O Enviado Especial para a promoção da liberdade de religião ou crença (FoRB) fora da União Europeia é o único diplomata de alto nível que trata de um direito humano específico, geralmente da responsabilidade do Representante Especial da UE para os Direitos Humanos. McLelland criticou essa compartimentalização do direito, afirmando que ela “corre o risco de minar a própria universalidade e interdependência que fundamentam o direito dos direitos humanos” e “desencorajará o tratamento do direito à FoRB de forma inclusiva e interseccional”.
Essa configuração institucional, com um mandato separado, inserido no gabinete da Comissária Brunner em vez do serviço diplomático da UE (SEAE), cria certos riscos para a promoção de todos os direitos humanos. “Um nomeado mal escolhido pode não equilibrar suficientemente o direito à liberdade de escolha com outros direitos e pode, inadvertidamente ou intencionalmente, até mesmo instrumentalizá-lo para minar os direitos humanos de outros, incluindo mulheres, crianças e pessoas LGBTIQ+”, explicou McLelland na carta. A associação de um enviado anterior com grupos antiaborto e anti-LGBTI+ foi criticada por eurodeputados, tanto no Parlamento Europeu quanto no Parlamento Europeu. cartas abertas e uma resolução parlamentar, E por o Provedor de Justiça Europeu.
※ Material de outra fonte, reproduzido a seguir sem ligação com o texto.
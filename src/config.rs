use anyhow::{Context, Result};
use log::warn;
use serde::Deserialize;
use std::fs;
use std::path::Path;

#[derive(Debug, Deserialize, Clone, Default)]
pub struct Config {
    #[serde(default)]
    pub scene: SceneConfig,
    #[serde(default)]
    pub grid: GridConfig,
    #[serde(default)]
    pub histogram: HistogramConfig,
    #[serde(default)]
    pub tracker: TrackerConfig,
    #[serde(default)]
    pub segmentation: SegmentationConfig,
    #[serde(default)]
    pub input: InputConfig,
    #[serde(default)]
    pub render: RenderConfig,
    #[serde(default)]
    pub output: OutputConfig,
}

/// カメラ構成
#[derive(Debug, Deserialize, Clone)]
pub struct SceneConfig {
    /// 各ビューの横解像度
    #[serde(default = "default_view_width")]
    pub view_width: u32,
    /// 各ビューの縦解像度
    #[serde(default = "default_view_height")]
    pub view_height: u32,
    /// カメラごとのキャリブレーションファイル (.ini / .json)
    #[serde(default = "default_calibration_files")]
    pub calibration_files: Vec<String>,
}

fn default_view_width() -> u32 { 644 }
fn default_view_height() -> u32 { 484 }
fn default_calibration_files() -> Vec<String> {
    ["f", "l", "r", "s"]
        .iter()
        .map(|name| format!("data/camparam_{}.ini", name))
        .collect()
}

impl Default for SceneConfig {
    fn default() -> Self {
        Self {
            view_width: default_view_width(),
            view_height: default_view_height(),
            calibration_files: default_calibration_files(),
        }
    }
}

/// ボクセル格子
///
/// X/Y は `[-grid_num*grid_size, grid_num*grid_size)`、
/// Z は `[0, 2*grid_num*grid_size - grid_num*grid_size/2)` を `voxel_step` 刻みで埋める。
#[derive(Debug, Deserialize, Clone, PartialEq)]
pub struct GridConfig {
    #[serde(default = "default_grid_num")]
    pub grid_num: i32,
    /// 格子1マスの辺長 (mm)
    #[serde(default = "default_grid_size")]
    pub grid_size: i32,
    /// ボクセル間隔 (mm)
    #[serde(default = "default_voxel_step")]
    pub voxel_step: i32,
}

fn default_grid_num() -> i32 { 4 }
fn default_grid_size() -> i32 { 400 }
fn default_voxel_step() -> i32 { 50 }

impl Default for GridConfig {
    fn default() -> Self {
        Self {
            grid_num: default_grid_num(),
            grid_size: default_grid_size(),
            voxel_step: default_voxel_step(),
        }
    }
}

/// カラーヒストグラム
#[derive(Debug, Deserialize, Clone, PartialEq)]
pub struct HistogramConfig {
    #[serde(default = "default_num_bins")]
    pub num_bins: usize,
    /// この値以下の画素値は数えない
    #[serde(default = "default_color_low")]
    pub color_low: u8,
    /// この値以上の画素値は数えない
    #[serde(default = "default_color_high")]
    pub color_high: u8,
    /// 正規化後の各チャンネルの合計
    #[serde(default = "default_normalization")]
    pub normalization: f32,
}

fn default_num_bins() -> usize { 64 }
fn default_color_low() -> u8 { 5 }
fn default_color_high() -> u8 { 250 }
fn default_normalization() -> f32 { 1.0 }

impl Default for HistogramConfig {
    fn default() -> Self {
        Self {
            num_bins: default_num_bins(),
            color_low: default_color_low(),
            color_high: default_color_high(),
            normalization: default_normalization(),
        }
    }
}

/// 人物位置推定・ラベリング
#[derive(Debug, Deserialize, Clone, PartialEq)]
pub struct TrackerConfig {
    /// 人物Aの参照画像
    #[serde(default = "default_person_a_image")]
    pub person_a_image: String,
    /// 人物Bの参照画像
    #[serde(default = "default_person_b_image")]
    pub person_b_image: String,
    /// ラベリング範囲の X 半幅 (mm)
    #[serde(default = "default_box_half_x")]
    pub box_half_x: f32,
    /// ラベリング範囲の Y 半幅 (mm)
    #[serde(default = "default_box_half_y")]
    pub box_half_y: f32,
    /// 表示用ボックスの高さ (mm)
    #[serde(default = "default_box_height")]
    pub box_height: f32,
    /// 表示用視線の長さ (mm)
    #[serde(default = "default_line_length")]
    pub line_length: f32,
}

fn default_person_a_image() -> String { "data/init-person1.jpg".to_string() }
fn default_person_b_image() -> String { "data/init-person2.jpg".to_string() }
fn default_box_half_x() -> f32 { 350.0 }
fn default_box_half_y() -> f32 { 750.0 }
fn default_box_height() -> f32 { 2000.0 }
fn default_line_length() -> f32 { 8000.0 }

impl Default for TrackerConfig {
    fn default() -> Self {
        Self {
            person_a_image: default_person_a_image(),
            person_b_image: default_person_b_image(),
            box_half_x: default_box_half_x(),
            box_half_y: default_box_half_y(),
            box_height: default_box_height(),
            line_length: default_line_length(),
        }
    }
}

/// 背景差分 (HSV)
#[derive(Debug, Deserialize, Clone, PartialEq)]
pub struct SegmentationConfig {
    #[serde(default = "default_threshold_h")]
    pub threshold_h: u8,
    #[serde(default = "default_threshold_s")]
    pub threshold_s: u8,
    #[serde(default = "default_threshold_v")]
    pub threshold_v: u8,
    /// 十字カーネルでの膨張回数
    #[serde(default = "default_dilate_iterations")]
    pub dilate_iterations: u32,
    /// カメラごとの背景画像
    #[serde(default = "default_background_images")]
    pub background_images: Vec<String>,
}

fn default_threshold_h() -> u8 { 25 }
fn default_threshold_s() -> u8 { 40 }
fn default_threshold_v() -> u8 { 65 }
fn default_dilate_iterations() -> u32 { 2 }
fn default_background_images() -> Vec<String> {
    ["f", "l", "r", "s"]
        .iter()
        .map(|name| format!("data/background_{}.bmp", name))
        .collect()
}

impl Default for SegmentationConfig {
    fn default() -> Self {
        Self {
            threshold_h: default_threshold_h(),
            threshold_s: default_threshold_s(),
            threshold_v: default_threshold_v(),
            dilate_iterations: default_dilate_iterations(),
            background_images: default_background_images(),
        }
    }
}

/// 入力フレーム列
#[derive(Debug, Deserialize, Clone)]
pub struct InputConfig {
    /// カメラごとのフレーム画像ディレクトリ
    #[serde(default = "default_frame_dirs")]
    pub frame_dirs: Vec<String>,
    /// 前景マスクのディレクトリ。指定時は背景差分を行わない
    #[serde(default)]
    pub mask_dirs: Option<Vec<String>>,
    /// 処理する最大フレーム数
    #[serde(default)]
    pub max_frames: Option<usize>,
}

fn default_frame_dirs() -> Vec<String> {
    ["f", "l", "r", "s"]
        .iter()
        .map(|name| format!("data/video_{}", name))
        .collect()
}

impl Default for InputConfig {
    fn default() -> Self {
        Self {
            frame_dirs: default_frame_dirs(),
            mask_dirs: None,
            max_frames: None,
        }
    }
}

/// 表示ストリームの切り替え
#[derive(Debug, Deserialize, Clone, PartialEq)]
pub struct RenderConfig {
    #[serde(default = "default_true")]
    pub show_floor: bool,
    #[serde(default = "default_true")]
    pub show_volume: bool,
    #[serde(default = "default_true")]
    pub show_cameras: bool,
    #[serde(default = "default_true")]
    pub show_origin: bool,
    #[serde(default = "default_true")]
    pub show_lines: bool,
    #[serde(default = "default_true")]
    pub show_boxes: bool,
    /// 上面図の一辺 (px)
    #[serde(default = "default_top_view_size")]
    pub top_view_size: u32,
    /// 上面図に映す範囲の半幅 (mm)
    #[serde(default = "default_top_view_extent")]
    pub top_view_extent: f32,
}

fn default_true() -> bool { true }
fn default_top_view_size() -> u32 { 800 }
fn default_top_view_extent() -> f32 { 5000.0 }

impl Default for RenderConfig {
    fn default() -> Self {
        Self {
            show_floor: true,
            show_volume: true,
            show_cameras: true,
            show_origin: true,
            show_lines: true,
            show_boxes: true,
            top_view_size: default_top_view_size(),
            top_view_extent: default_top_view_extent(),
        }
    }
}

/// 出力先
#[derive(Debug, Deserialize, Clone, Default)]
pub struct OutputConfig {
    /// 未指定なら何も書き出さない
    #[serde(default)]
    pub dir: Option<String>,
    #[serde(default)]
    pub write_scene_json: bool,
    #[serde(default)]
    pub write_top_view: bool,
    #[serde(default)]
    pub write_foregrounds: bool,
}

impl Config {
    pub fn load<P: AsRef<Path>>(path: P) -> Result<Self> {
        let path = path.as_ref();
        let content = fs::read_to_string(path)
            .with_context(|| format!("Failed to read config file {}", path.display()))?;
        let config: Config = toml::from_str(&content)
            .with_context(|| format!("Failed to parse config file {}", path.display()))?;
        Ok(config)
    }

    /// 読めなければデフォルト値で続行
    pub fn load_or_default<P: AsRef<Path>>(path: P) -> Self {
        match Self::load(&path) {
            Ok(config) => config,
            Err(e) => {
                warn!("{:#}; using default configuration", e);
                Self::default()
            }
        }
    }
}

#[cfg(test)]
mod tests {
    use super::*;

    #[test]
    fn test_default_scene_values() {
        let config = Config::default();
        assert_eq!(config.scene.view_width, 644);
        assert_eq!(config.scene.view_height, 484);
        assert_eq!(config.scene.calibration_files.len(), 4);
        assert_eq!(config.grid, GridConfig { grid_num: 4, grid_size: 400, voxel_step: 50 });
        assert_eq!(config.histogram.num_bins, 64);
        assert_eq!(config.segmentation.threshold_h, 25);
        assert!(config.output.dir.is_none());
    }

    #[test]
    fn test_partial_toml_fills_defaults() {
        let config: Config = toml::from_str(
            r#"
            [grid]
            voxel_step = 100

            [tracker]
            box_half_x = 500.0

            [input]
            frame_dirs = ["a", "b"]
            max_frames = 10
            "#,
        )
        .unwrap();

        assert_eq!(config.grid.voxel_step, 100);
        assert_eq!(config.grid.grid_num, 4);
        assert_eq!(config.tracker.box_half_x, 500.0);
        assert_eq!(config.tracker.box_half_y, 750.0);
        assert_eq!(config.input.frame_dirs, vec!["a".to_string(), "b".to_string()]);
        assert_eq!(config.input.max_frames, Some(10));
        assert!(config.input.mask_dirs.is_none());
        assert!(config.render.show_floor);
    }

    #[test]
    fn test_bundled_config_parses() {
        let config = Config::load(concat!(env!("CARGO_MANIFEST_DIR"), "/config.toml")).unwrap();
        assert_eq!(config.scene.calibration_files.len(), 4);
        assert_eq!(config.grid, GridConfig::default());
        assert!(config.output.dir.is_none());
    }

    #[test]
    fn test_load_or_default_missing_file() {
        let config = Config::load_or_default("does/not/exist.toml");
        assert_eq!(config.grid, GridConfig::default());
    }

    #[test]
    fn test_load_rejects_bad_toml() {
        let dir = tempfile::tempdir().unwrap();
        let path = dir.path().join("config.toml");
        fs::write(&path, "[grid\nvoxel_step = ").unwrap();
        assert!(Config::load(&path).is_err());
    }
}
A carta solicitava a nomeação de um especialista em direitos humanos com experiência na promoção da liberdade de religião ou crença para todos, incluindo não crentes, e sem histórico ou afiliações que conflitem com a universalidade e a interdependência dos direitos humanos, especialmente a igualdade de direitos para pessoas LGBTIQ+ e os direitos sexuais e reprodutivos.
McLelland também solicitou que a Comissão realizasse uma revisão do valor agregado de um cargo diferenciado, conforme exigido repetidamente pela Parlamento Europeue considerar a possibilidade de subordiná-lo ao Representante Especial para os Direitos Humanos.
Além disso, a carta expressava preocupação com a falta de transparência em torno do processo de nomeação e do trabalho do mandato. A sociedade civil e o Parlamento não são consultados sobre a nomeação, e as listas de candidatos ou os critérios de seleção não são compartilhados. No passado, o Enviado não divulgou planos de trabalho e não relatou regularmente suas atividades, incluindo missões em países, apesar dos pedidos. ParlamentoMcLelland instou a Comissão a remediar essas questões com um processo de seleção transparente que consulte a sociedade civil e um quadro para relatórios públicos regulares sobre as atividades do Enviado.
Antes de esta cartaA Humanistas Internacional levantou preocupações semelhantes com a Comissão Europeia em 2020.